I find that most of my Yunnan’s fall between the spectrum of leathery spicy and honey fruity all with cocoa underneath, but each are unique in some ways. The crudest, roughest one has almost licorice tones, one has orange notes, one has a lot of spice over chocolate notes, another is jelly and violets and then there is this one. This one is quite fruity and almost boozy in the first steeps, overlying the honey, cocoa, and leather and has a bit of snap pea to it.
It looks just like the picture with medium thickness blades and furry gold buds. About 75-80 % appears to be buds. The dry sent is almost hay like.
I steeped one heaping TSP in a 150 ml gaiwan. Using boiling water.
After 45 s the scent is of honey, hay, cocoa, smoke, and a faint leather spice. The tea is a medium ambre brown with a yellow green ring I get in many tippy teas around it.
The flavours of cocoa, hay, smoke and honey combined to create something slightly fruity. It brings back a memory of something I had at school when a classmate prepared a Vietnamese meal for us. There was a hint of grapes, cooked apple and a slight musty tone all soaked in a touch of rum.
Other notes I tasted were of snap pea, honey sweetened cocoa in grape juice, and very faint leather notes. As it cools the cocoa, honey, slightly boozy fruit dominate. Very smooth tingling in front and top of mouth.The first steep was kind of syrupy. Further steeps were as follows:
60s less honey, more cocoa, and hints of tarter red fruit, touch of bean still quite sweet and honeyed. Not as syrupy as first cup.

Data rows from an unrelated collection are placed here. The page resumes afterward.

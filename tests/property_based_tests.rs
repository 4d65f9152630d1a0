mod common;

use common::strategies::*;
use common::named_handler;
use dispatch_core::dispatcher::{handler_fn, WebhookHandler, WebhookResponse};
use dispatch_core::events::{EventBus, EventPriority, EventSource, NewSystemEvent};
use dispatch_core::resilience::{CircuitBreaker, CircuitBreakerConfig, CircuitState};
use dispatch_core::routing::{extract_params, pattern_matches, Route, RouteTable};
use proptest::prelude::*;
use serde_json::{json, Value};
use std::collections::HashSet;
use std::sync::Arc;

fn labelled_handler(name: String) -> Arc<dyn WebhookHandler> {
    handler_fn(name, |_ctx, _req| async move { Ok(WebhookResponse::ok(Value::Null)) })
}

fn priority_strategy() -> impl Strategy<Value = EventPriority> {
    prop_oneof![
        Just(EventPriority::Low),
        Just(EventPriority::Medium),
        Just(EventPriority::High),
        Just(EventPriority::Critical),
    ]
}

proptest! {
    /// Property: a pattern derived from a path always matches that path
    #[test]
    fn derived_patterns_match_their_path((segments, mask) in path_with_param_mask_strategy()) {
        let path = join_path(&segments);
        let pattern = to_pattern(&segments, &mask);

        prop_assert!(pattern_matches(&pattern, &path));

        let params = extract_params(&pattern, &path).unwrap();
        prop_assert_eq!(params.len(), mask.iter().filter(|m| **m).count());
        for (index, segment) in segments.iter().enumerate() {
            if mask[index] {
                prop_assert_eq!(params.get(&format!("p{index}")), Some(segment));
            }
        }
    }

    /// Property: patterns never match paths with a different segment count
    #[test]
    fn segment_count_mismatch_never_matches(
        (segments, mask) in path_with_param_mask_strategy(),
        extra in segment_strategy(),
    ) {
        let pattern = to_pattern(&segments, &mask);
        let mut longer = segments.clone();
        longer.push(extra);

        prop_assert!(!pattern_matches(&pattern, &join_path(&longer)));
        prop_assert!(extract_params(&pattern, &join_path(&longer)).is_none());
    }

    /// Property: resolution only returns routes whose method matches, ignoring case
    #[test]
    fn methods_filter_resolution(
        segments in path_strategy(),
        registered in method_strategy(),
        requested in method_strategy(),
    ) {
        let table = RouteTable::new();
        let path = join_path(&segments);
        table.register(Route::new(path.clone(), &registered, named_handler("route")));

        let resolved = table.resolve(&path, &requested, None);
        prop_assert_eq!(resolved.is_some(), registered.eq_ignore_ascii_case(&requested));
    }

    /// Property: at equal priority an exact route beats any pattern route
    #[test]
    fn exact_route_beats_pattern_route(
        (segments, mask) in path_with_param_mask_strategy(),
        priority in -5i32..5,
        pattern_first in any::<bool>(),
    ) {
        prop_assume!(mask.iter().any(|m| *m));
        let path = join_path(&segments);
        let pattern = to_pattern(&segments, &mask);

        let table = RouteTable::new();
        let exact = Route::new(path.clone(), "POST", named_handler("exact")).with_priority(priority);
        let by_pattern = Route::new(pattern, "POST", named_handler("pattern")).with_priority(priority);
        if pattern_first {
            table.register(by_pattern);
            table.register(exact);
        } else {
            table.register(exact);
            table.register(by_pattern);
        }

        let matched = table.resolve(&path, "POST", None).unwrap();
        prop_assert_eq!(matched.handler.handler_name(), "exact");
        prop_assert_eq!(matched.match_score, 100);
    }

    /// Property: unregistering one route leaves every other (method, path) resolution unchanged
    #[test]
    fn unregister_leaves_other_resolutions_unchanged(
        exact in prop::collection::vec((method_strategy(), path_strategy()), 2..8),
        (pattern_segments, mask) in path_with_param_mask_strategy(),
        removed in any::<prop::sample::Index>(),
    ) {
        prop_assume!(mask.iter().any(|m| *m));

        let mut seen = HashSet::new();
        let exact: Vec<(String, String)> = exact
            .into_iter()
            .map(|(method, segments)| (method.to_ascii_uppercase(), join_path(&segments)))
            .filter(|key| seen.insert(key.clone()))
            .collect();

        let table = RouteTable::new();
        for (index, (method, path)) in exact.iter().enumerate() {
            table.register(Route::new(path.clone(), method, labelled_handler(format!("exact_{index}"))));
        }
        table.register(Route::new(
            to_pattern(&pattern_segments, &mask),
            "POST",
            labelled_handler("pattern".to_string()),
        ));

        let paths = exact
            .iter()
            .map(|(_, path)| path.clone())
            .chain(std::iter::once(join_path(&pattern_segments)));
        let queries: Vec<(String, String)> = paths
            .flat_map(|path| ["POST", "GET", "PUT", "DELETE"].map(|m| (m.to_string(), path.clone())))
            .collect();
        let resolve_all = |table: &RouteTable| -> Vec<Option<(String, u32)>> {
            queries
                .iter()
                .map(|(method, path)| {
                    table
                        .resolve(path, method, None)
                        .map(|m| (m.handler.handler_name().to_string(), m.match_score))
                })
                .collect()
        };

        let before = resolve_all(&table);
        let (removed_method, removed_path) = exact[removed.index(exact.len())].clone();
        prop_assert_eq!(table.unregister(&removed_path, &removed_method), 1);
        prop_assert_eq!(table.unregister(&removed_path, &removed_method), 0);
        let after = resolve_all(&table);

        for (index, (method, path)) in queries.iter().enumerate() {
            if *method == removed_method && *path == removed_path {
                prop_assert_ne!(&before[index], &after[index]);
                continue;
            }
            prop_assert_eq!(&before[index], &after[index], "{} {} changed", method, path);
        }
    }

    /// Property: drain order is by priority rank, FIFO within a rank
    #[test]
    fn drain_order_is_priority_then_fifo(priorities in prop::collection::vec(priority_strategy(), 1..30)) {
        let bus = EventBus::default();
        for (index, priority) in priorities.iter().enumerate() {
            bus.enqueue(
                NewSystemEvent::new("work", EventSource::System, json!({ "index": index }))
                    .with_priority(*priority),
            )
            .unwrap();
        }

        tokio_test::block_on(bus.process_queue());

        let drained: Vec<(u8, u64)> = bus
            .processed_events()
            .iter()
            .map(|event| (event.priority.rank(), event.payload["index"].as_u64().unwrap()))
            .collect();

        prop_assert_eq!(drained.len(), priorities.len());
        for pair in drained.windows(2) {
            let ((rank_a, index_a), (rank_b, index_b)) = (pair[0], pair[1]);
            prop_assert!(rank_a > rank_b || (rank_a == rank_b && index_a < index_b));
        }
    }

    /// Property: the breaker opens exactly when consecutive failures reach the threshold
    #[test]
    fn breaker_opens_at_threshold(threshold in 1u32..8, failures in 0u32..10) {
        let breaker = CircuitBreaker::new(
            "property",
            CircuitBreakerConfig {
                failure_threshold: threshold,
                open_timeout_ms: 60_000,
                half_open_probe_limit: 1,
            },
        );

        tokio_test::block_on(async {
            for _ in 0..failures {
                let _ = breaker.execute(|| async { Err::<(), _>("down") }).await;
            }
        });

        let expected = if failures >= threshold { CircuitState::Open } else { CircuitState::Closed };
        prop_assert_eq!(breaker.state(), expected);
    }
}
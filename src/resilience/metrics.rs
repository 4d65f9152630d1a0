//! # Circuit Breaker Metrics

use crate::resilience::CircuitState;
use serde::{Deserialize, Serialize};
use std::collections::HashMap;
use std::time::Duration;

/// Metrics for a single circuit breaker instance
#[derive(Debug, Clone, Serialize, Deserialize)]
pub struct CircuitBreakerMetrics {
    /// Calls that reached the protected work
    pub total_calls: u64,

    pub success_count: u64,

    pub failure_count: u64,

    /// Calls rejected without running because the circuit was open
    pub rejected_count: u64,

    /// Number of transitions into the open state
    pub times_opened: u64,

    pub total_duration: Duration,

    pub current_state: CircuitState,

    /// Calculated failure rate (0.0 to 1.0)
    pub failure_rate: f64,

    /// Calculated success rate (0.0 to 1.0)
    pub success_rate: f64,

    pub average_duration: Duration,
}

impl CircuitBreakerMetrics {
    pub fn new() -> Self {
        Self {
            total_calls: 0,
            success_count: 0,
            failure_count: 0,
            rejected_count: 0,
            times_opened: 0,
            total_duration: Duration::ZERO,
            current_state: CircuitState::Closed,
            failure_rate: 0.0,
            success_rate: 0.0,
            average_duration: Duration::ZERO,
        }
    }

    /// Fill in the derived rates from the raw counters
    pub(crate) fn with_derived(mut self, state: CircuitState) -> Self {
        self.current_state = state;
        if self.total_calls > 0 {
            self.failure_rate = self.failure_count as f64 / self.total_calls as f64;
            self.success_rate = self.success_count as f64 / self.total_calls as f64;
            let calls = u32::try_from(self.total_calls).unwrap_or(u32::MAX);
            self.average_duration = self.total_duration / calls;
        }
        self
    }

    /// Check if metrics indicate healthy operation
    pub fn is_healthy(&self) -> bool {
        match self.current_state {
            CircuitState::Closed => self.failure_rate < 0.1,
            CircuitState::Open => false,
            CircuitState::HalfOpen => true,
        }
    }
}

impl Default for CircuitBreakerMetrics {
    fn default() -> Self {
        Self::new()
    }
}

/// Aggregate view over every breaker owned by a manager
#[derive(Debug, Clone, Default, Serialize, Deserialize)]
pub struct SystemCircuitBreakerMetrics {
    pub circuit_breakers: HashMap<String, CircuitBreakerMetrics>,
}

impl SystemCircuitBreakerMetrics {
    pub fn new() -> Self {
        Self::default()
    }

    pub fn add_circuit_breaker(&mut self, name: String, metrics: CircuitBreakerMetrics) {
        self.circuit_breakers.insert(name, metrics);
    }

    pub fn count_by_state(&self) -> HashMap<CircuitState, usize> {
        let mut counts = HashMap::new();
        for metrics in self.circuit_breakers.values() {
            *counts.entry(metrics.current_state).or_insert(0) += 1;
        }
        counts
    }

    /// Fraction of breakers that are healthy, 1.0 when there are none
    pub fn health_score(&self) -> f64 {
        if self.circuit_breakers.is_empty() {
            return 1.0;
        }
        let healthy = self
            .circuit_breakers
            .values()
            .filter(|m| m.is_healthy())
            .count();
        healthy as f64 / self.circuit_breakers.len() as f64
    }
}
//! File discovery for batch cuts.
//!
//! Finds video files by extension in the top level of a directory, and
//! expands a mixed list of files and directories into an ordered input list.

use crate::error::{CoreError, CoreResult};
use crate::utils::is_valid_video_file;

use std::path::{Path, PathBuf};

/// Extensions accepted as cut inputs, compared case-insensitively.
pub const VIDEO_EXTENSIONS: &[&str] = &["mp4", "avi", "mov", "mkv", "webm", "flv", "wmv", "m4v"];

/// Finds video files in the top level of `input_dir`, sorted by path.
///
/// Subdirectories are not searched.
///
/// # Returns
///
/// * `Ok(Vec<PathBuf>)` - The discovered files
/// * `Err(CoreError::Io)` - If the directory cannot be read
/// * `Err(CoreError::NoFilesFound)` - If no video files are present
///
/// # Examples
///
/// ```rust,no_run
/// use intercut_core::find_processable_files;
/// use std::path::Path;
///
/// let files = find_processable_files(Path::new("/path/to/videos")).unwrap();
/// println!("Found {} video files", files.len());
/// ```
pub fn find_processable_files(input_dir: &Path) -> CoreResult<Vec<PathBuf>> {
    let read_dir = std::fs::read_dir(input_dir)?;
    let mut files: Vec<PathBuf> = read_dir
        .filter_map(|entry| entry.ok().map(|e| e.path()))
        .filter(|path| is_valid_video_file(path))
        .collect();

    if files.is_empty() {
        return Err(CoreError::NoFilesFound);
    }
    files.sort();
    Ok(files)
}

/// Expands files and directories into an ordered list of inputs.
///
/// Files keep their given order; each directory contributes its video files
/// in sorted order. Duplicate paths are dropped. Explicit files are accepted
/// whatever their extension.
pub fn collect_inputs(paths: &[PathBuf]) -> CoreResult<Vec<PathBuf>> {
    let mut inputs: Vec<PathBuf> = Vec::new();
    for path in paths {
        if path.is_dir() {
            match find_processable_files(path) {
                Ok(found) => inputs.extend(found),
                Err(CoreError::NoFilesFound) => {
                    log::warn!("No video files found in {}", path.display());
                }
                Err(e) => return Err(e),
            }
        } else if path.is_file() {
            inputs.push(path.clone());
        } else {
            return Err(CoreError::PathError(format!(
                "Input not found: {}",
                path.display()
            )));
        }
    }

    let mut seen = std::collections::HashSet::new();
    inputs.retain(|p| seen.insert(p.clone()));

    if inputs.is_empty() {
        Err(CoreError::NoFilesFound)
    } else {
        Ok(inputs)
    }
}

75s honey cocoa,leathery earthy notes.
120s. Cocoa, honey, red fruit , leather spice
240s. Cocoa, leather,honey.
This tea still has some life in it. I especially liked the first steep and the hint of red fruit in some of the later ones. All together a nice tea that I wouldn’t mind enjoying from time to time.
Thanks, Capital Tea Ltd for this generous sample!